Clearly, it does this, but also does less and far more. First, merely consolidating AC and NP hardly addresses how to reduce the number of staff (over 200) and offices (nearly 20) that the consolidated bureau would have to contend with nor does it offer any rationale for how to go about it. Second and as already noted, arms control, which counts and reduces weapons, and nonproliferation, which attempts to prevent weapons from coming into being, are at enough at odds with one another to make any “equal” merger of AC and NP substantively difficult.
Implementing the CWC from a traditional Cold War arms control perspective, for example, would naturally focus on verifying the elimination of existing stockpiles. From a nonproliferation perspective, though, any implementation of the CWC should focus on inspecting prospective violators who have not declared possession. These cultural differences are nontrivial.

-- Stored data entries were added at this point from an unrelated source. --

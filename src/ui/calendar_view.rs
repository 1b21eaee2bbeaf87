//! Terminal rendering of the month grid and of reservation lists.

use crate::core::calendar::{CalendarCursor, MonthView, has_reservations};
use crate::models::reservation::{Reservation, ReservationStatus};
use crate::utils::colors::{BOLD, GREY, INVERSE, RESET, UNDERLINE, colorize_optional};
use crate::utils::date::to_display;
use crate::utils::formatting::{pad_left, wrap};
use crate::utils::table::{Column, Table};
use ansi_term::Colour;
use chrono::{Datelike, NaiveDate};

/// Visible width of one grid cell: two digits, a marker and a gap.
const CELL_WIDTH: usize = 4;

/// Marker printed after a day that has reservations.
pub const RESERVATION_MARK: char = '•';

/// Status label on its badge colour.
pub fn badge(status: ReservationStatus) -> String {
    let b = status.badge();
    Colour::White
        .on(b.colour)
        .paint(format!(" {} ", b.label))
        .to_string()
}

/// Month title, weekday headers and six week rows.
///
/// Adjacent-month days are grey and never marked; the selected day is shown
/// in reverse video and today is underlined.
pub fn render_month(
    view: &MonthView,
    cursor: &CalendarCursor,
    records: &[Reservation],
    today: NaiveDate,
) -> String {
    let width = CELL_WIDTH * 7;
    let mut out = String::new();

    let title = view.title();
    let indent = width.saturating_sub(title.chars().count()) / 2;
    out.push_str(&format!("{}{BOLD}{}{RESET}\n", " ".repeat(indent), title));

    for label in view.week_start.labels() {
        out.push_str(&pad_left(label, 2));
        out.push_str("  ");
    }
    out.truncate(out.trim_end().len());
    out.push('\n');

    for week in view.weeks() {
        let mut line = String::new();
        for cell in week {
            let digits = format!("{:>2}", cell.day);

            if !cell.is_current_month {
                line.push_str(&format!("{GREY}{digits}{RESET}  "));
                continue;
            }

            let mut style = String::new();
            if cursor.is_selected(cell) {
                style.push_str(INVERSE);
            }
            if cell.date == today {
                style.push_str(UNDERLINE);
            }
            let day = if style.is_empty() {
                digits
            } else {
                format!("{style}{digits}{RESET}")
            };

            let mark = if has_reservations(
                records,
                cell.date.year(),
                cell.date.month0(),
                cell.day,
            ) {
                RESERVATION_MARK
            } else {
                ' '
            };

            line.push_str(&format!("{day}{mark} "));
        }
        out.push_str(line.trim_end());
        out.push('\n');
    }

    out
}

/// One row per reservation: time, title, status badge, date, client and
/// location.
pub fn render_reservations(list: &[&Reservation], separator: &str) -> String {
    let mut table = Table::new(vec![
        Column::right("ID"),
        Column::left("Date"),
        Column::left("Time"),
        Column::left("Title"),
        Column::left("Status"),
        Column::left("Client"),
        Column::left("Location"),
    ]);

    for r in list {
        let date = r
            .day()
            .map(to_display)
            .unwrap_or_else(|| format!("{GREY}{}{RESET}", r.date));

        table.add_row(vec![
            r.id.to_string(),
            date,
            r.time_range(),
            r.title.clone(),
            badge(r.status),
            colorize_optional(r.client_name.as_deref()),
            colorize_optional(r.location.as_deref()),
        ]);
    }

    table.render(separator)
}

/// Descriptions of the given reservations, wrapped under their titles.
/// Reservations without a description are left out.
pub fn render_details(list: &[&Reservation], width: usize) -> String {
    let mut out = String::new();
    for r in list {
        let Some(text) = r.description.as_deref() else {
            continue;
        };
        out.push_str(&format!("{BOLD}{}{RESET} ({})\n", r.title, r.time_range()));
        for line in wrap(text, width.saturating_sub(4)) {
            out.push_str(&format!("    {}\n", line));
        }
    }
    out
}
use chrono::NaiveDate;
use serde::Serialize;

#[derive(Debug, Clone, PartialEq, Serialize)]
pub struct Installment {
    pub id: i64,
    pub user_id: String,
    pub description: String,
    pub total_amount: f64,
    pub installments: u32,
    pub installment_value: f64,
    pub start_date: NaiveDate,
    pub created_at: String,
}

/// Caller-supplied installment plan. The per-installment value is derived,
/// never accepted from outside.
#[derive(Debug, Clone, PartialEq)]
pub struct InstallmentInput {
    pub description: String,
    pub total_amount: f64,
    pub installments: u32,
    pub start_date: NaiveDate,
}

impl InstallmentInput {
    pub fn installment_value(&self) -> f64 {
        installment_value(self.total_amount, self.installments)
    }
}

/// Value of a single installment. `count` must be at least 1.
pub fn installment_value(total: f64, count: u32) -> f64 {
    total / f64::from(count)
}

They cannot be wished away. A conscious management decision as to which perspective should have priority is required. The same could be said of many questions regarding the BWC, promoting missile control treaties over missile technology controls, and nuclear controls in general. Again, as noted before, the future security of the U.S. and others lies more in figuring out how to prevent strategic weapons from coming into being than in merely counting or reducing the ones whose existence states have openly admitted to.
Finally, the consolidation of AC and NP does little or nothing to enhance creative tensions within the State Department over nonproliferation issues. In Defense, the highest level official responsible for fielding nonproliferation policy controversies in the Department is the Assistant Secretary of Defense for International Security Policy. Under this report’s proposal, creative tension on nonproliferation policy in the Defense Department is likely to occur between the area desks and the proposed Deputy Assistant Secretary of Defense for Strategic Weapons Interdiction and Nonproliferation under the Assistant Secretary of Defense for International Security Affairs. This tension would produce substantive policy differences that this report proposes be resolved by referring them from the deputy assistant secretary level to the Assistant Secretary of Defense for International Security Affairs.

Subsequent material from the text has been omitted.